(Stored items)
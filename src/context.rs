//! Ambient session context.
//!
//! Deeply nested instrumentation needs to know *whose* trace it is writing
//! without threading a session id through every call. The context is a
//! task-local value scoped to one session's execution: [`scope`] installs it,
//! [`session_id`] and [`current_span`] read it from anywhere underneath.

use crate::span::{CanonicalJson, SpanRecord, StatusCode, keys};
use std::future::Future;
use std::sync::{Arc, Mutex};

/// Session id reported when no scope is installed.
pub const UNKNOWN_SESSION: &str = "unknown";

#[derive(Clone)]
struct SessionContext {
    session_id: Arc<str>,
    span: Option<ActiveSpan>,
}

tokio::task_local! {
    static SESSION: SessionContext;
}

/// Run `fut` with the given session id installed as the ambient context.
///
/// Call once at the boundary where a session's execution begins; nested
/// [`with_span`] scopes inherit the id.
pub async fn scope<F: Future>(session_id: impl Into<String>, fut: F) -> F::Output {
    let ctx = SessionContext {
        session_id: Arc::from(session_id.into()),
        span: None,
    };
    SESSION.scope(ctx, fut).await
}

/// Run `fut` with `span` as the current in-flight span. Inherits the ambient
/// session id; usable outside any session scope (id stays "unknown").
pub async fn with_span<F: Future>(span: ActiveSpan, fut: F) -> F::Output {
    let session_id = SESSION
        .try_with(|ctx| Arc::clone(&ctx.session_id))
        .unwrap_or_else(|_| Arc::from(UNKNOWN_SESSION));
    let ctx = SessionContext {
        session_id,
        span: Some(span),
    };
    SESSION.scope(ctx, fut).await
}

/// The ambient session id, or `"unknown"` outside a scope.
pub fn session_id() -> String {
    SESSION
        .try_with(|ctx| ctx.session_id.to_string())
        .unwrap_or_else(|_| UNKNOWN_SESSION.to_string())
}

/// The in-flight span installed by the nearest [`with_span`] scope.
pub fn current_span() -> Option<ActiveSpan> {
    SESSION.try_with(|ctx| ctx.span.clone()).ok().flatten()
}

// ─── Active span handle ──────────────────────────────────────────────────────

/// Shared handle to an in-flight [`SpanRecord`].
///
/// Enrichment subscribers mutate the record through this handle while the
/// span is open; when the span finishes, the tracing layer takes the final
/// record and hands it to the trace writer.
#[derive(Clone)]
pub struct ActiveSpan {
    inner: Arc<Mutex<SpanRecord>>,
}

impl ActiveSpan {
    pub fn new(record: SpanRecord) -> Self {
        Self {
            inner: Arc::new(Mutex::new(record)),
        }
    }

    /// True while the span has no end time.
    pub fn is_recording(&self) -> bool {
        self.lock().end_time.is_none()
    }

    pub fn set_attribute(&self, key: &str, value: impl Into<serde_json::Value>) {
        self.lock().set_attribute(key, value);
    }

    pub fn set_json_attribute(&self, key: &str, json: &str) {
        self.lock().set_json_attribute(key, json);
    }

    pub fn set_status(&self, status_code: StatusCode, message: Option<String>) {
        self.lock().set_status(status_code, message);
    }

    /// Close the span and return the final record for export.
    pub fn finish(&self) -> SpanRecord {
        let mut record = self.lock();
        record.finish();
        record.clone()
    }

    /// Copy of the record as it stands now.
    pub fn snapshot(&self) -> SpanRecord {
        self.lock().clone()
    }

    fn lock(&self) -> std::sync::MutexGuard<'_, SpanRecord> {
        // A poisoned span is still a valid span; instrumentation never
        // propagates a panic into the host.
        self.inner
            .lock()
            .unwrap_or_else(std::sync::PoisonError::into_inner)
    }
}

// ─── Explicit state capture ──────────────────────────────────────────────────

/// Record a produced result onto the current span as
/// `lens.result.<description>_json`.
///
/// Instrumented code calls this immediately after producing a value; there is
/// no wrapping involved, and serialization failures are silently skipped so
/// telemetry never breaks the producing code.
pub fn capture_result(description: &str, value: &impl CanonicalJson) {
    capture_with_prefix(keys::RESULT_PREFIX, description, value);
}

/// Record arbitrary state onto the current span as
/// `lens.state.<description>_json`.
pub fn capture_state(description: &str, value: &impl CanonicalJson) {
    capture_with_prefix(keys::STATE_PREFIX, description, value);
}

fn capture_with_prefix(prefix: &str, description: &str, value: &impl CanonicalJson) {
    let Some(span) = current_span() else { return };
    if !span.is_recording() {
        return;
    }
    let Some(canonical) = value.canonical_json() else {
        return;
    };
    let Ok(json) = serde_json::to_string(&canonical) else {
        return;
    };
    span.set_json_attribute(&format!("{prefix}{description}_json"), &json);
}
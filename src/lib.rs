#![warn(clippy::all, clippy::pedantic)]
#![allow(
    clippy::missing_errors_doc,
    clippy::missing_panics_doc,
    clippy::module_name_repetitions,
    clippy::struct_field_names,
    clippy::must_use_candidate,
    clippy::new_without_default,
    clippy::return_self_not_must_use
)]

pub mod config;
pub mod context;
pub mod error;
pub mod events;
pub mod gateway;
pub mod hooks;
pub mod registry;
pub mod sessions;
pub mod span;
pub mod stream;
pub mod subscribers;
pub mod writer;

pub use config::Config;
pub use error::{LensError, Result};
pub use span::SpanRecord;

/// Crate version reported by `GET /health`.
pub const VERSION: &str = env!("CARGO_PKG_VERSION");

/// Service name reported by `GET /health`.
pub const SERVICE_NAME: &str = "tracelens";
* * *
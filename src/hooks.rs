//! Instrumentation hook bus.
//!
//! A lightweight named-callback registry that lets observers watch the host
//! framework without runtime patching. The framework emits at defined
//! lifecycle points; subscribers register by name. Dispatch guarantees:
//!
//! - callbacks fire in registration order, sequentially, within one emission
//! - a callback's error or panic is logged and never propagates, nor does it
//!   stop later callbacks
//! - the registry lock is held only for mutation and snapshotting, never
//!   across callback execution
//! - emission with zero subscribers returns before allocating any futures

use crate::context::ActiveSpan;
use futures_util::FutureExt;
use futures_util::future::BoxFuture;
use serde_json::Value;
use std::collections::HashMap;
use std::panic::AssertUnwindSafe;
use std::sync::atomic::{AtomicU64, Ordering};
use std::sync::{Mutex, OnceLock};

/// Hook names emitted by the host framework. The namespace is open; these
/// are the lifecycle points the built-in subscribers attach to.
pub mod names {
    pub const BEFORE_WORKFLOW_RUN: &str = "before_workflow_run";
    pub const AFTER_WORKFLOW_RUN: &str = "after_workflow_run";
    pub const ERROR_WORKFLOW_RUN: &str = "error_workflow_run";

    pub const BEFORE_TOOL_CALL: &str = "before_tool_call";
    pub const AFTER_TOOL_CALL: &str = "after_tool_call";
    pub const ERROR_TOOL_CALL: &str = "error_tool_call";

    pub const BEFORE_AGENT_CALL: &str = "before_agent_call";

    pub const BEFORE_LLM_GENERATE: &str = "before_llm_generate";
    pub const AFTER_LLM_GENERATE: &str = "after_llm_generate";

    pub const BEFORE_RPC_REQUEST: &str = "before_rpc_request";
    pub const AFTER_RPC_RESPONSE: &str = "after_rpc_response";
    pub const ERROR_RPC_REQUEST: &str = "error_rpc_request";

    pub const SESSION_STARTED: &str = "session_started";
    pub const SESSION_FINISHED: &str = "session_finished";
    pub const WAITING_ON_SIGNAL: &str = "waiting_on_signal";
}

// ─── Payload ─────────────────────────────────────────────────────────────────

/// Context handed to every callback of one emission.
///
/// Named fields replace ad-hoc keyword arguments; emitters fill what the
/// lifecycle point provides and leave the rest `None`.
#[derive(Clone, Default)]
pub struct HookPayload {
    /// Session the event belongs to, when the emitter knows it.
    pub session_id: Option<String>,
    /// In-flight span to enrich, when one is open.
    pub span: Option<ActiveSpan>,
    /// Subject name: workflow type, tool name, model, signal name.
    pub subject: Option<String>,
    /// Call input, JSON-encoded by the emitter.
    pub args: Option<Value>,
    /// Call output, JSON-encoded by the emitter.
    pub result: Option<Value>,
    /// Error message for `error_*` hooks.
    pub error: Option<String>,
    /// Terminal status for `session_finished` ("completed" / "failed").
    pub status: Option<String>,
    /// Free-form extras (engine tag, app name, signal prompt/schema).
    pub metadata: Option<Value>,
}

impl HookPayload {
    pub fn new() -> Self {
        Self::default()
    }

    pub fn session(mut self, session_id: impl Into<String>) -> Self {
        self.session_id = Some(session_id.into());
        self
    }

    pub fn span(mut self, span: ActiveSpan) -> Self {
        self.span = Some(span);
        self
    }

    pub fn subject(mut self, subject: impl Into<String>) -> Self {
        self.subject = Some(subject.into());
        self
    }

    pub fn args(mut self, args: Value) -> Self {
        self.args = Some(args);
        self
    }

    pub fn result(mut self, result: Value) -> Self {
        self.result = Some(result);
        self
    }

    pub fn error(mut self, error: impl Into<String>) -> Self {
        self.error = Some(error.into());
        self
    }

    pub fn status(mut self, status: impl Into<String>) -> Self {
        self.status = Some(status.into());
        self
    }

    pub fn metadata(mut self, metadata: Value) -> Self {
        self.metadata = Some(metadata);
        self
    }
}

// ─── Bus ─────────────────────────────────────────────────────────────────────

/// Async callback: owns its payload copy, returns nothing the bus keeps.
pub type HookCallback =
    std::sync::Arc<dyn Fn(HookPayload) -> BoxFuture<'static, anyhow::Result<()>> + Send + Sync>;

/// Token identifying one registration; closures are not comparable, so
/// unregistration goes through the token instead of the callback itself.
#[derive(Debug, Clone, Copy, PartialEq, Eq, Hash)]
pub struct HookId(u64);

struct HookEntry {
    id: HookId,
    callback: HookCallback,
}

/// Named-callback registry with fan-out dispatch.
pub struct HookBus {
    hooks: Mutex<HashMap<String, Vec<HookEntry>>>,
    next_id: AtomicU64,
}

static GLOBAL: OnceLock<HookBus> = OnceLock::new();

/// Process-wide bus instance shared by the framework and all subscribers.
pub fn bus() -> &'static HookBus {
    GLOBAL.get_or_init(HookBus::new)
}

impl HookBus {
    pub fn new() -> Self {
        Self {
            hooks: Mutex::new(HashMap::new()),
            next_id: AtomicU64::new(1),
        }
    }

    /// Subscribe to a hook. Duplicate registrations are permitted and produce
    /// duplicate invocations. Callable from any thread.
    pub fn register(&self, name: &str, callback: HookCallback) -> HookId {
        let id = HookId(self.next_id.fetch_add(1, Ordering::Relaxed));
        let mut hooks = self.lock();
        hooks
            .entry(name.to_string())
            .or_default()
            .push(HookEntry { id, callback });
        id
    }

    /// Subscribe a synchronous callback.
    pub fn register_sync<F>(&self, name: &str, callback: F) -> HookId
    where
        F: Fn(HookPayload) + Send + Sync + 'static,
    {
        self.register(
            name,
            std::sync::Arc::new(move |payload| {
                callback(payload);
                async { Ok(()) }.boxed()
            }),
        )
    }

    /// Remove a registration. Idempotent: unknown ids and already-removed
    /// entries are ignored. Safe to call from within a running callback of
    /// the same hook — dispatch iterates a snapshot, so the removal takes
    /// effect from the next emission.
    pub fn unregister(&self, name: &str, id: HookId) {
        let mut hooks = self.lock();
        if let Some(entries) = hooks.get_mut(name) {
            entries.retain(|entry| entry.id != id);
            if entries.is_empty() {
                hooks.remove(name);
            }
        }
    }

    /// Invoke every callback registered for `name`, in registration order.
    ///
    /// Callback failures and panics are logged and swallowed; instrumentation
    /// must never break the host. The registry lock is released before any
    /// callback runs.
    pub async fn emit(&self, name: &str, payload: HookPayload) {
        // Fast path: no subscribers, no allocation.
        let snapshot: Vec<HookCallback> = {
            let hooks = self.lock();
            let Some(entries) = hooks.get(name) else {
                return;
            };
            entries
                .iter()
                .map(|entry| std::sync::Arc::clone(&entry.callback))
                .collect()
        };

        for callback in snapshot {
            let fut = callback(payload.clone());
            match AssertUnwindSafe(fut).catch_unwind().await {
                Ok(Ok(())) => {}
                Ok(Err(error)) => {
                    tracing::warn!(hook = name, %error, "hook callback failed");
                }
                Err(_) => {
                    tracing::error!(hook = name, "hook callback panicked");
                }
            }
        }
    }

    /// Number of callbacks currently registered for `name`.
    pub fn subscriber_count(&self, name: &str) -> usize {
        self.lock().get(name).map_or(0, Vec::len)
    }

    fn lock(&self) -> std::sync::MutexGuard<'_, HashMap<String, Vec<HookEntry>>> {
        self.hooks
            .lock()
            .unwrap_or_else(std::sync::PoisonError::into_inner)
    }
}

## [TASK REQUIREMENTS]
All that belongs in your answer is the stretch of entries above from the line with "pub async fn emit(&self, name: &str, payload: HookPayload)" through the line with "let hooks = self.lock();", printed exactly.

## [SOLUTION TO THE PROBLEM]
    pub async fn emit(&self, name: &str, payload: HookPayload) {
        // Fast path: no subscribers, no allocation.
        let snapshot: Vec<HookCallback> = {
            let hooks = self.lock();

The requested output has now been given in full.